April 3 (Bloomberg) -- TCS Group Holding Plc, owner of Russia’s third-largest credit card issuer, fell the most in four months after analysts said the company indicated at a meeting today that it may boost bad-debt provisions as growth slows.
TCS, which trades at about a third of its initial public offering price, sank 18 percent to $6.60 in London yesterday. The stock has dropped 41 percent since TCS founder Oleg Tinkov said on Jan. 28 that “irrational behavior” is driving the stock’s selloff, extending its plunge this year to 58 percent. The Bloomberg Russia-US Equity Index of the most-traded Russian companies in the U.S. slipped 1.3 percent to 84.86, the biggest retreat in two weeks.
Chief Executive Officer Oliver Hughes said in Moscow today that the bank may increase its annual target for delinquencies, according to analysts at JPMorgan Chase & Co. and VTB Capital who attended the meeting. Darya Ermolina, spokeswoman at TCS, declined to comment on the details of the meeting.

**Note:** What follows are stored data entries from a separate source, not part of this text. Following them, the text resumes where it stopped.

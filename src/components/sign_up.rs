//! Sign Up Component
//!
//! Account registration and guest entry.

use gloo_timers::future::TimeoutFuture;
use leptos::prelude::*;
use leptos::task::spawn_local;

use crate::commands;
use crate::context::{use_app_context, Page};
use crate::error::{field_message, AppError, FieldError};
use crate::session::Session;
use crate::validation::SignUpForm;

/// Time the success toast stays up before the summary opens
const SIGNED_UP_TOAST_MS: u32 = 2000;

#[component]
pub fn SignUp() -> impl IntoView {
    let ctx = use_app_context();

    let name = RwSignal::new(String::new());
    let email = RwSignal::new(String::new());
    let password = RwSignal::new(String::new());
    let confirm = RwSignal::new(String::new());
    let privacy = RwSignal::new(false);
    let errors = RwSignal::new(Vec::<FieldError>::new());
    let (toast, set_toast) = signal(false);
    let (busy, set_busy) = signal(false);

    let error_for = move |field: &'static str| {
        move || errors.with(|list| field_message(list, field).map(str::to_string))
    };

    let on_submit = move |ev: leptos::ev::SubmitEvent| {
        ev.prevent_default();
        if busy.get_untracked() {
            return;
        }
        let form = SignUpForm {
            name: name.get_untracked(),
            email: email.get_untracked(),
            password: password.get_untracked(),
            confirm_password: confirm.get_untracked(),
            privacy_accepted: privacy.get_untracked(),
        };
        set_busy.set(true);

        spawn_local(async move {
            match commands::create_account(&ctx.store(), &form).await {
                Ok(id) => {
                    errors.set(Vec::new());
                    let session = Session::sign_in(&ctx.storage(), &id, &form.email.trim().to_lowercase());
                    set_toast.set(true);
                    TimeoutFuture::new(SIGNED_UP_TOAST_MS).await;
                    set_toast.set(false);
                    ctx.set_session(session);
                    ctx.reload();
                    ctx.navigate(Page::Summary);
                }
                Err(AppError::Validation(list)) => errors.set(list),
                Err(e) => {
                    log::error!("sign up failed: {}", e);
                    ctx.notify(format!("Could not create the account: {}", e), None);
                }
            }
            set_busy.set(false);
        });
    };

    let on_guest = move |_| {
        let session = Session::guest(&ctx.storage());
        log::info!("guest session started");
        ctx.set_session(session);
        ctx.navigate(Page::Summary);
    };

    view! {
        <div class="sign-up-page">
            <img class="sign-up-logo" src="assets/images/logo.svg" alt="Join" />
            <form class="sign-up-form" novalidate=true on:submit=on_submit>
                <h1>"Sign up"</h1>

                <input
                    id="nameInput"
                    type="text"
                    placeholder="Name"
                    prop:value=move || name.get()
                    on:input=move |ev| name.set(event_target_value(&ev))
                />
                <span class="field-error">{error_for("nameInput")}</span>

                <input
                    id="emailInput"
                    type="email"
                    placeholder="Email"
                    prop:value=move || email.get()
                    on:input=move |ev| email.set(event_target_value(&ev))
                />
                <span class="field-error">{error_for("emailInput")}</span>

                <input
                    id="passwordInput"
                    type="password"
                    placeholder="Password"
                    prop:value=move || password.get()
                    on:input=move |ev| password.set(event_target_value(&ev))
                />
                <span class="field-error">{error_for("passwordInput")}</span>

                <input
                    id="confirmPasswordInput"
                    type="password"
                    placeholder="Confirm Password"
                    prop:value=move || confirm.get()
                    on:input=move |ev| confirm.set(event_target_value(&ev))
                />
                <span class="field-error">{error_for("confirmPasswordInput")}</span>

                <label class="privacy-check">
                    <input
                        id="acceptPrivacyPolicy"
                        type="checkbox"
                        prop:checked=move || privacy.get()
                        on:change=move |ev| privacy.set(event_target_checked(&ev))
                    />
                    "I accept the "
                    <a href="privacy-policy.html">"Privacy policy"</a>
                </label>
                <span class="field-error">{error_for("acceptPrivacyPolicy")}</span>

                <div class="sign-up-actions">
                    <button type="submit" class="btn-primary" disabled=move || busy.get()>"Sign up"</button>
                    <button type="button" class="btn-secondary" on:click=on_guest>"Guest log in"</button>
                </div>
            </form>

            <Show when=move || toast.get()>
                <div class="toast">"You Signed Up successfully"</div>
            </Show>
        </div>
    }
}
//! Optimistic Writes
//!
//! Local state changes first; the previous value is kept and handed back
//! if the remote write fails.

use std::future::Future;

use crate::error::AppError;

/// State captured before an optimistic change
#[derive(Debug, Clone, PartialEq)]
pub struct Rollback<T> {
    previous: T,
}

impl<T: Clone> Rollback<T> {
    pub fn capture(current: &T) -> Self {
        Self { previous: current.clone() }
    }
}

/// Await `write`; on failure pass the captured state to `restore`.
pub async fn commit_or_restore<T, R, W>(rollback: Rollback<T>, write: W, restore: impl FnOnce(T)) -> Result<R, AppError>
where
    W: Future<Output = Result<R, AppError>>,
{
    match write.await {
        Ok(value) => Ok(value),
        Err(e) => {
            log::warn!("write failed, restoring previous state: {}", e);
            restore(rollback.previous);
            Err(e)
        }
    }
}
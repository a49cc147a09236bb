//! Leptos DragDrop Utilities
//!
//! HTML5 drag-and-drop for boards made of fixed drop columns.
//! Columns count nested dragenter/dragleave events so the highlight
//! does not flicker while the pointer crosses child elements.

use leptos::prelude::*;
use wasm_bindgen::JsCast;
use web_sys::{DragEvent, Element};

/// Format used for the drag payload
pub const TRANSFER_FORMAT: &str = "text/plain";

/// Nested dragenter/dragleave bookkeeping for one column
#[derive(Clone, Copy, Debug, Default, PartialEq, Eq)]
pub struct EnterCounter {
    depth: u32,
}

impl EnterCounter {
    pub fn enter(&mut self) {
        self.depth += 1;
    }

    /// Returns true once the pointer has left the column and all of its children.
    pub fn leave(&mut self) -> bool {
        self.depth = self.depth.saturating_sub(1);
        self.depth == 0
    }

    pub fn reset(&mut self) {
        self.depth = 0;
    }

    pub fn is_inside(&self) -> bool {
        self.depth > 0
    }
}

/// A column is highlighted while the pointer is inside it, unless the drag started there.
pub fn should_highlight(counter: EnterCounter, origin: Option<usize>, column: usize) -> bool {
    counter.is_inside() && origin != Some(column)
}

/// Strip the element-id prefix from a transfer payload (`task-42` -> `42`).
pub fn payload_key<'a>(raw: &'a str, prefix: &str) -> &'a str {
    raw.strip_prefix(prefix).unwrap_or(raw)
}

/// DnD state signals
#[derive(Clone, Copy)]
pub struct DndSignals {
    /// Element id of the card being dragged
    pub dragging_id_read: ReadSignal<Option<String>>,
    pub dragging_id_write: WriteSignal<Option<String>>,
    /// Column the drag started from
    pub origin_read: ReadSignal<Option<usize>>,
    pub origin_write: WriteSignal<Option<usize>>,
    /// One enter counter per column
    pub counters_read: ReadSignal<Vec<EnterCounter>>,
    pub counters_write: WriteSignal<Vec<EnterCounter>>,
}

pub fn create_dnd_signals(columns: usize) -> DndSignals {
    let (dragging_id_read, dragging_id_write) = signal(None::<String>);
    let (origin_read, origin_write) = signal(None::<usize>);
    let (counters_read, counters_write) = signal(vec![EnterCounter::default(); columns]);
    DndSignals {
        dragging_id_read,
        dragging_id_write,
        origin_read,
        origin_write,
        counters_read,
        counters_write,
    }
}

/// End drag operation and clear every column highlight
pub fn end_drag(dnd: &DndSignals) {
    dnd.dragging_id_write.set(None);
    dnd.origin_write.set(None);
    dnd.counters_write.update(|counters| counters.iter_mut().for_each(EnterCounter::reset));
}

/// Whether `element_id` is the card currently in flight (tracked)
pub fn is_dragging(dnd: &DndSignals, element_id: &str) -> bool {
    dnd.dragging_id_read.with(|id| id.as_deref() == Some(element_id))
}

/// Whether `column` should show its drop highlight (tracked)
pub fn is_highlighted(dnd: &DndSignals, column: usize) -> bool {
    let counter = dnd
        .counters_read
        .with(|counters| counters.get(column).copied().unwrap_or_default());
    should_highlight(counter, dnd.origin_read.get(), column)
}

/// Create dragstart handler for a draggable card
/// Records the payload and the origin column
pub fn make_on_dragstart(dnd: DndSignals, element_id: String, column: usize) -> impl Fn(DragEvent) + Clone + 'static {
    move |ev: DragEvent| {
        if let Some(dt) = ev.data_transfer() {
            let _ = dt.set_data(TRANSFER_FORMAT, &element_id);
            dt.set_effect_allowed("move");
        }
        dnd.dragging_id_write.set(Some(element_id.clone()));
        dnd.origin_write.set(Some(column));
    }
}

/// Create dragend handler; fires on the source card whether or not a drop happened
pub fn make_on_dragend(dnd: DndSignals) -> impl Fn(DragEvent) + Copy + 'static {
    move |_ev: DragEvent| end_drag(&dnd)
}

/// Dragover handler for drop columns; suppressing the default is what allows a drop
pub fn on_dragover(ev: DragEvent) {
    ev.prevent_default();
    if let Some(dt) = ev.data_transfer() {
        dt.set_drop_effect("move");
    }
}

/// Create dragenter handler for a column
pub fn make_on_dragenter(dnd: DndSignals, column: usize) -> impl Fn(DragEvent) + Copy + 'static {
    move |_ev: DragEvent| {
        dnd.counters_write.update(|counters| {
            if let Some(counter) = counters.get_mut(column) {
                counter.enter();
            }
        });
    }
}

/// Create dragleave handler for a column
pub fn make_on_dragleave(dnd: DndSignals, column: usize) -> impl Fn(DragEvent) + Copy + 'static {
    move |_ev: DragEvent| {
        dnd.counters_write.update(|counters| {
            if let Some(counter) = counters.get_mut(column) {
                counter.leave();
            }
        });
    }
}

/// Create drop handler for a column container
/// Calls `on_drop(payload, container_id)`: the raw transfer payload and the
/// DOM id of the element the handler is attached to.
pub fn make_on_drop<F>(dnd: DndSignals, on_drop: F) -> impl Fn(DragEvent) + Clone + 'static
where
    F: Fn(String, String) + Clone + 'static,
{
    move |ev: DragEvent| {
        ev.prevent_default();
        let payload = ev
            .data_transfer()
            .and_then(|dt| dt.get_data(TRANSFER_FORMAT).ok())
            .filter(|raw| !raw.is_empty())
            .or_else(|| dnd.dragging_id_read.get_untracked());
        let container_id = ev
            .current_target()
            .and_then(|target| target.dyn_into::<Element>().ok())
            .map(|el| el.id())
            .unwrap_or_default();

        end_drag(&dnd);

        if let Some(payload) = payload {
            on_drop(payload, container_id);
        }
    }
}

#[cfg(test)]
mod tests {
    use super::*;

    #[test]
    fn test_nested_enter_leave_keeps_highlight() {
        let mut counter = EnterCounter::default();
        counter.enter(); // column
        counter.enter(); // child card
        assert!(!counter.leave()); // left the child, still in column
        assert!(counter.is_inside());
        assert!(counter.leave());
        assert!(!counter.is_inside());
    }

    #[test]
    fn test_leave_without_enter_saturates() {
        let mut counter = EnterCounter::default();
        assert!(counter.leave());
        counter.enter();
        assert!(counter.is_inside());
    }

    #[test]
    fn test_origin_column_never_highlights() {
        let mut counter = EnterCounter::default();
        counter.enter();
        assert!(!should_highlight(counter, Some(1), 1));
        assert!(should_highlight(counter, Some(0), 1));
        assert!(should_highlight(counter, None, 1));
        assert!(!should_highlight(EnterCounter::default(), Some(0), 1));
    }

    #[test]
    fn test_payload_key() {
        assert_eq!(payload_key("task-Nabc", "task"), "-Nabc");
        assert_eq!(payload_key("task42", "task"), "42");
        assert_eq!(payload_key("42", "task"), "42");
    }
}
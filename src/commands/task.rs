//! Task Commands
//!
//! Reads and writes under `tasks/`.

use std::collections::BTreeMap;

use serde::Serialize;
use serde_json::{json, Value};

use crate::remote::{doc_path, encode, DocumentStore, StoreError};
use crate::error::AppError;
use crate::models::{decode_collection, Assignee, Priority, Stage, Subtask, Task, TaskDraft};
use crate::subtasks::assign_ids;
use crate::validation::validate_task_draft;

pub const TASKS: &str = "tasks";

// ========================
// Argument Structs
// ========================

/// Fields written when an edited task is saved
#[derive(Serialize)]
#[serde(rename_all = "camelCase")]
struct TaskPatch<'a> {
    title: &'a str,
    description: &'a str,
    due_date: &'a str,
    priority: Priority,
    category: &'a str,
    assigned_to: &'a [Assignee],
    subtasks: &'a [Subtask],
}

impl<'a> From<&'a TaskDraft> for TaskPatch<'a> {
    fn from(draft: &'a TaskDraft) -> Self {
        Self {
            title: draft.title.trim(),
            description: draft.description.trim(),
            due_date: draft.due_date.trim(),
            priority: draft.priority,
            category: &draft.category,
            assigned_to: &draft.assigned_to,
            subtasks: &draft.subtasks,
        }
    }
}

// ========================
// Decoding
// ========================

/// Decode the `tasks` collection. Documents without a valid stage are left out.
pub fn decode_tasks(value: Value) -> BTreeMap<String, Task> {
    let mut tasks: BTreeMap<String, Task> = decode_collection(value);
    for (id, task) in tasks.iter_mut() {
        task.id = id.clone();
        assign_ids(&mut task.subtasks);
    }
    tasks
}

// ========================
// Commands
// ========================

/// All tasks keyed by id, in key order
pub async fn load_task_index<S: DocumentStore + ?Sized>(store: &S) -> Result<BTreeMap<String, Task>, AppError> {
    let value = store.get(TASKS).await?;
    Ok(decode_tasks(value))
}

pub async fn list_tasks<S: DocumentStore + ?Sized>(store: &S) -> Result<Vec<Task>, AppError> {
    Ok(load_task_index(store).await?.into_values().collect())
}

pub async fn get_task<S: DocumentStore + ?Sized>(store: &S, id: &str) -> Result<Task, AppError> {
    let path = doc_path(TASKS, id);
    let value = store.get(&path).await?;
    if value.is_null() {
        return Err(AppError::NotFound { what: "task", id: id.to_string() });
    }
    let mut task: Task = serde_json::from_value(value).map_err(|source| StoreError::Decode { path, source })?;
    task.id = id.to_string();
    assign_ids(&mut task.subtasks);
    Ok(task)
}

/// Validate the draft and append it to `tasks/`
pub async fn create_task<S: DocumentStore + ?Sized>(
    store: &S,
    draft: TaskDraft,
    stage: Stage,
    task_index: i64,
) -> Result<Task, AppError> {
    validate_task_draft(&draft)?;
    let mut task = draft.into_task(stage, task_index);
    let body = encode(TASKS, &task)?;
    task.id = store.post(TASKS, &body).await?;
    log::info!("created task {} in {}", task.id, stage.label());
    Ok(task)
}

/// Re-read the task, set its stage and write the whole document back
pub async fn move_task<S: DocumentStore + ?Sized>(store: &S, id: &str, stage: Stage) -> Result<Task, AppError> {
    let mut task = get_task(store, id).await?;
    task.stage = stage;
    let path = doc_path(TASKS, id);
    let body = encode(&path, &task)?;
    store.put(&path, &body).await?;
    log::info!("moved task {} to {}", id, stage.label());
    Ok(task)
}

/// Save an edited task; completion state of subtasks is kept
pub async fn update_task<S: DocumentStore + ?Sized>(store: &S, id: &str, draft: &TaskDraft) -> Result<(), AppError> {
    validate_task_draft(draft)?;
    let path = doc_path(TASKS, id);
    let body = encode(&path, &TaskPatch::from(draft))?;
    store.patch(&path, &body).await?;
    Ok(())
}

/// Overwrite only the subtask list of a task
pub async fn save_subtasks<S: DocumentStore + ?Sized>(store: &S, id: &str, subtasks: &[Subtask]) -> Result<(), AppError> {
    let path = doc_path(TASKS, id);
    let subtasks = encode(&path, &subtasks)?;
    store.patch(&path, &json!({ "subtasks": subtasks })).await?;
    Ok(())
}

pub async fn delete_task<S: DocumentStore + ?Sized>(store: &S, id: &str) -> Result<(), AppError> {
    store.delete(&doc_path(TASKS, id)).await?;
    log::info!("deleted task {}", id);
    Ok(())
}
//! Subtask Editor Component
//!
//! Working subtask list of the task form: add with Enter, double-click to
//! rename, delete. With `on_persist` set, adds and deletes are written
//! through immediately; renames wait for the form save.

use leptos::prelude::*;

use crate::models::{Subtask, SubtaskId};
use crate::subtasks::{RenameOutcome, SubtaskList, MAX_SUBTASK_CHARS};

#[component]
pub fn SubtaskEditor(
    list: RwSignal<SubtaskList>,
    /// Receives `(previous, next)` after a persisted change
    #[prop(optional, into)]
    on_persist: Option<Callback<(Vec<Subtask>, Vec<Subtask>)>>,
) -> impl IntoView {
    let (draft, set_draft) = signal(String::new());
    let editing = RwSignal::new(None::<SubtaskId>);

    // Run a list mutation; persists when it changed something
    let apply = move |change: &dyn Fn(&mut SubtaskList) -> bool| {
        let previous = list.with_untracked(|l| l.to_vec());
        let mut changed = false;
        list.update(|l| changed = change(l));
        if changed {
            if let Some(callback) = on_persist {
                callback.run((previous, list.with_untracked(|l| l.to_vec())));
            }
        }
    };

    let add = move || {
        let name = draft.get_untracked();
        apply(&|l| l.add(&name).is_some());
        set_draft.set(String::new());
    };

    let commit = move |id: SubtaskId, value: String| {
        if editing.get_untracked() != Some(id) {
            return;
        }
        editing.set(None);
        let previous = list.with_untracked(|l| l.to_vec());
        let mut outcome = RenameOutcome::Missing;
        list.update(|l| outcome = l.rename(id, &value));
        if outcome == RenameOutcome::Removed {
            if let Some(callback) = on_persist {
                callback.run((previous, list.with_untracked(|l| l.to_vec())));
            }
        }
    };

    view! {
        <div class="subtask-editor">
            <div class="subtask-input-row">
                <input
                    id="subtasks"
                    type="text"
                    placeholder="Add new subtask"
                    maxlength=MAX_SUBTASK_CHARS.to_string()
                    prop:value=move || draft.get()
                    on:input=move |ev| set_draft.set(event_target_value(&ev))
                    on:keydown=move |ev| {
                        if ev.key() == "Enter" {
                            ev.prevent_default();
                            add();
                        }
                    }
                />
                <button type="button" class="subtask-add" on:click=move |_| add()>"+"</button>
            </div>
            <ul class="subtask-list">
                <For
                    each=move || list.with(|l| l.items().to_vec())
                    key=|s| (s.id, s.name.clone())
                    children=move |subtask| {
                        let id = subtask.id;
                        let label = format!("• {}", subtask.name);
                        let name = subtask.name;
                        view! {
                            <li class="subtask-item" on:dblclick=move |_| editing.set(Some(id))>
                                <Show
                                    when=move || editing.get() == Some(id)
                                    fallback=move || view! { <span class="subtask-name">{label.clone()}</span> }
                                >
                                    <input
                                        class="subtask-edit-input"
                                        type="text"
                                        maxlength=MAX_SUBTASK_CHARS.to_string()
                                        value=name.clone()
                                        autofocus=true
                                        on:keydown=move |ev| {
                                            if ev.key() == "Enter" {
                                                ev.prevent_default();
                                                commit(id, event_target_value(&ev));
                                            }
                                        }
                                        on:blur=move |ev| commit(id, event_target_value(&ev))
                                    />
                                </Show>
                                <span class="subtask-actions">
                                    <button type="button" class="subtask-edit" title="Edit" on:click=move |_| editing.set(Some(id))>
                                        "✎"
                                    </button>
                                    <button
                                        type="button"
                                        class="subtask-delete"
                                        title="Delete"
                                        on:click=move |_| apply(&|l| l.remove(id))
                                    >
                                        "🗑"
                                    </button>
                                </span>
                            </li>
                        }
                    }
                />
            </ul>
        </div>
    }
}
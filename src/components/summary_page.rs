//! Summary Page Component
//!
//! Task counts per stage, urgent tasks and the greeting.

use gloo_timers::future::TimeoutFuture;
use leptos::prelude::*;
use leptos::task::spawn_local;

use crate::browser::{local_hour, today, viewport_width};
use crate::context::{use_app_context, Page};
use crate::store::{use_app_store, AppStateStoreFields};
use crate::summary::{format_long_date, greeting, TaskCounts, GREETING_SPLASH_MAX_WIDTH, GREETING_SPLASH_MS};

#[component]
fn SummaryTile(label: &'static str, count: Signal<usize>, #[prop(optional)] wide: bool) -> impl IntoView {
    let ctx = use_app_context();
    view! {
        <button class=if wide { "summary-tile wide" } else { "summary-tile" } on:click=move |_| ctx.navigate(Page::Board)>
            <span class="summary-count">{move || count.get()}</span>
            <span class="summary-label">{label}</span>
        </button>
    }
}

#[component]
pub fn SummaryPage() -> impl IntoView {
    let ctx = use_app_context();
    let store = use_app_store();

    let counts = Memo::new(move |_| store.tasks().with(|tasks| TaskCounts::from_tasks(tasks)));
    let count = move |pick: fn(&TaskCounts) -> usize| Signal::derive(move || pick(&counts.get()));

    // Signed-in account's display name; guests get none
    let user_name = move || {
        let token = ctx.session.get().token?;
        store.people().with(|people| {
            people
                .iter()
                .find(|p| p.id() == token)
                .map(|p| p.info().name.clone())
                .filter(|name| !name.trim().is_empty())
        })
    };

    let (splash, set_splash) = signal(viewport_width() < GREETING_SPLASH_MAX_WIDTH);
    if splash.get_untracked() {
        spawn_local(async move {
            TimeoutFuture::new(GREETING_SPLASH_MS).await;
            set_splash.set(false);
        });
    }

    let greeting_view = move || {
        let text = greeting(local_hour());
        match user_name() {
            Some(name) => view! {
                <span class="greeting-text">{format!("{},", text)}</span>
                <span class="greeting-name">{name}</span>
            }
            .into_any(),
            None => view! { <span class="greeting-text">{format!("{}!", text)}</span> }.into_any(),
        }
    };

    let date = today().map(format_long_date).unwrap_or_default();

    view! {
        <div class="summary-page">
            <Show when=move || splash.get()>
                <div class="greeting-splash">{greeting_view}</div>
            </Show>
            <h1 class="summary-title">"Join 360"</h1>
            <p class="summary-subtitle">"Key Metrics at a Glance"</p>

            <div class="summary-grid">
                <SummaryTile label="To-do" count=count(|c| c.to_do) />
                <SummaryTile label="Done" count=count(|c| c.done) />
                <div class="summary-urgent">
                    <SummaryTile label="Urgent" count=count(|c| c.urgent) wide=true />
                    <span class="summary-date">{date}</span>
                </div>
                <SummaryTile label="Tasks in Board" count=count(|c| c.all) />
                <SummaryTile label="Tasks in Progress" count=count(|c| c.in_progress) />
                <SummaryTile label="Awaiting Feedback" count=count(|c| c.await_feedback) />
            </div>

            <div class="greeting">{greeting_view}</div>
        </div>
    }
}
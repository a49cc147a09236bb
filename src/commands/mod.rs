//! Store Commands
//!
//! Async operations against the remote document store, organized by domain.
//! Every command takes the store as a parameter so tests can pass an in-memory one.

mod person;
mod task;

// Re-export all public items
pub use person::*;
pub use task::*;
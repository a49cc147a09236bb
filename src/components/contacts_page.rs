//! Contacts Page Component
//!
//! Alphabetical person list with a details pane and the add/edit forms.

use leptos::prelude::*;
use leptos::task::spawn_local;
use serde_json::json;

use crate::browser::{post_to_contact_frame, FrameMessage};
use crate::commands;
use crate::components::{Avatar, ContactForm, DeleteConfirmButton};
use crate::contacts::group_by_initial;
use crate::context::use_app_context;
use crate::error::{AppError, PersonAction};
use crate::models::Person;
use crate::session::{remember_edited_contact, remember_selected_contact, take_edited_contact};
use crate::store::{store_remove_person, store_set_people, use_app_store, AppStateStoreFields};

#[derive(Clone, Debug, PartialEq)]
enum FormState {
    Closed,
    Add,
    Edit(Person),
}

#[component]
pub fn ContactsPage() -> impl IntoView {
    let ctx = use_app_context();
    let store = use_app_store();

    let selected = RwSignal::new(None::<String>);
    let form = RwSignal::new(FormState::Closed);
    let auth_error = RwSignal::new(None::<String>);

    // Fresh snapshot on every reload: selects the contact edited before it
    // and hands the raw collections to the embedded editor
    Effect::new(move |_| {
        let _ = ctx.reload_trigger.get();
        spawn_local(async move {
            let snapshot = match commands::load_people(&ctx.store()).await {
                Ok(snapshot) => snapshot,
                Err(e) => {
                    log::error!("loading contacts failed: {}", e);
                    return;
                }
            };
            store_set_people(&store, snapshot.people());

            if let Some(email) = take_edited_contact(&ctx.storage()) {
                if let Some(person) = snapshot.find_by_email(&email) {
                    selected.set(Some(person.id().to_string()));
                }
            }

            let data = json!({ "login": snapshot.accounts, "contact": snapshot.contacts });
            let merged = snapshot.merged();
            let token = selected.get_untracked().unwrap_or_default();
            post_to_contact_frame(&FrameMessage::new(&data, &token, &merged));
        });
    });

    let groups = Memo::new(move |_| store.people().with(|people| group_by_initial(people)));
    let current = Memo::new(move |_| {
        let id = selected.get()?;
        store.people().with(|people| people.iter().find(|p| p.id() == id).cloned())
    });

    let select = move |person: &Person| {
        auth_error.set(None);
        let id = person.id().to_string();
        if selected.get_untracked().as_deref() == Some(id.as_str()) {
            selected.set(None);
        } else {
            remember_selected_contact(&ctx.storage(), &person.info().email);
            selected.set(Some(id));
        }
    };

    let on_saved = Callback::new(move |email: String| {
        form.set(FormState::Closed);
        remember_edited_contact(&ctx.storage(), &email);
        ctx.reload();
    });

    let on_edit = move |person: Person| {
        match person.authorize(PersonAction::Edit, &ctx.session.get_untracked()) {
            Ok(()) => {
                auth_error.set(None);
                form.set(FormState::Edit(person));
            }
            Err(e) => auth_error.set(Some(e.to_string())),
        }
    };

    let on_delete = move |person: Person| {
        let session = ctx.session.get_untracked();
        spawn_local(async move {
            match commands::delete_person(&ctx.store(), &person, &session).await {
                Ok(()) => {
                    store_remove_person(&store, person.id());
                    selected.set(None);
                    remember_edited_contact(&ctx.storage(), &person.info().email);
                    ctx.reload();
                }
                Err(e @ AppError::Unauthorized { .. }) => auth_error.set(Some(e.to_string())),
                Err(e) => {
                    log::error!("deleting {} failed: {}", person.doc_path(), e);
                    ctx.notify(format!("Could not delete the contact: {}", e), None);
                }
            }
        });
    };

    let details = move |person: Person| {
        let info = person.info().clone();
        let for_edit = person.clone();
        let for_delete = person.clone();
        view! {
            <div class="contact-details">
                <div class="contact-details-head">
                    <Avatar name=info.name.clone() email=info.email.clone() color=info.color.clone() class="avatar avatar-large" />
                    <div>
                        <h2 class="contact-details-name">{info.name.clone()}</h2>
                        <div class="contact-details-actions">
                            <button class="contact-edit" on:click=move |_| on_edit(for_edit.clone())>"Edit"</button>
                            <DeleteConfirmButton
                                button_class="contact-delete"
                                on_confirm=move |_| on_delete(for_delete.clone())
                            />
                        </div>
                    </div>
                </div>
                {move || auth_error.get().map(|message| view! { <p class="auth-error">{message}</p> })}
                <h3>"Contact Information"</h3>
                <span class="row-label">"Email"</span>
                <a class="contact-mail" href=format!("mailto:{}", info.email)>{info.email.clone()}</a>
                <span class="row-label">"Phone"</span>
                <span class="contact-phone">{info.phone.clone()}</span>
            </div>
        }
    };

    view! {
        <div class="contacts-page">
            <aside class="contact-list">
                <button class="btn-primary contact-add" on:click=move |_| form.set(FormState::Add)>
                    "Add new contact"
                </button>
                <For
                    each=move || groups.get()
                    key=|group| (group.letter, group.people.iter().map(|p| p.info().clone()).collect::<Vec<_>>())
                    children=move |group| {
                        view! {
                            <div class="contact-group">
                                <h3 class="contact-letter">{group.letter.to_string()}</h3>
                                {group.people.into_iter().map(|person| {
                                    let info = person.info().clone();
                                    let id = info.id.clone();
                                    let row_class = move || {
                                        if selected.with(|s| s.as_deref() == Some(id.as_str())) {
                                            "contact-row selected"
                                        } else {
                                            "contact-row"
                                        }
                                    };
                                    view! {
                                        <div class=row_class on:click=move |_| select(&person)>
                                            <Avatar name=info.name.clone() email=info.email.clone() color=info.color.clone() />
                                            <div class="contact-row-text">
                                                <span class="contact-name">{info.name.clone()}</span>
                                                <span class="contact-email">{info.email.clone()}</span>
                                            </div>
                                        </div>
                                    }
                                }).collect_view()}
                            </div>
                        }
                    }
                />
            </aside>

            <section class="contact-pane">
                <h1 class="contacts-title">"Contacts"</h1>
                <p class="contacts-subtitle">"Better with a team"</p>
                {move || current.get().map(details)}
            </section>

            {move || match form.get() {
                FormState::Closed => None,
                FormState::Add => Some(view! {
                    <ContactForm person=None on_close=move |_| form.set(FormState::Closed) on_saved=on_saved />
                }.into_any()),
                FormState::Edit(person) => Some(view! {
                    <ContactForm person=Some(person) on_close=move |_| form.set(FormState::Closed) on_saved=on_saved />
                }.into_any()),
            }}
        </div>
    }
}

“The banking sector is getting hit by slowing economic growth in Russia,” Ivan Manaenko, head of research at Veles Capital in Moscow, said by phone. “The retail banking sector, where TCS is the most active, is getting hit the most as consumer demand weakens.”
The lender, founded as Tinkoff Credit Systems in 2007 and part-owned by Goldman Sachs Group Inc., has issued more than 4 million cards in Russia, according to the company. The bank is modeled on Capital One Financial Corp., which pioneered the distribution of credit cards through direct mail.
“We see risks to the 2014 earnings targets,” Alex Kantarovich, the head of Russian equity research at JPMorgan in Moscow, wrote in a note to investors. “Delinquency rates among the customers not delinquent in the previous month are unusually high, a telling leading indicator.”
Russia’s $2 trillion economy will probably expand less than 1 percent this year, down from 1.3 percent in 2013, central bank Chairman Elvira Nabiullina said yesterday. Inflation is at a “high” risk of exceeding the bank’s 5 percent goal, she said.
“This deterioration of credit quality clearly reflects a sizable deterioration in the economy, where mass market is much more affected than affluent,” Luis Saenz, London-based head of equity sales and trading at BCS Financial Group, which has a sell recommendation on the stock, wrote in a note. “Nevertheless, the bank has a strong capital position, ample liquidity and tight risk management.”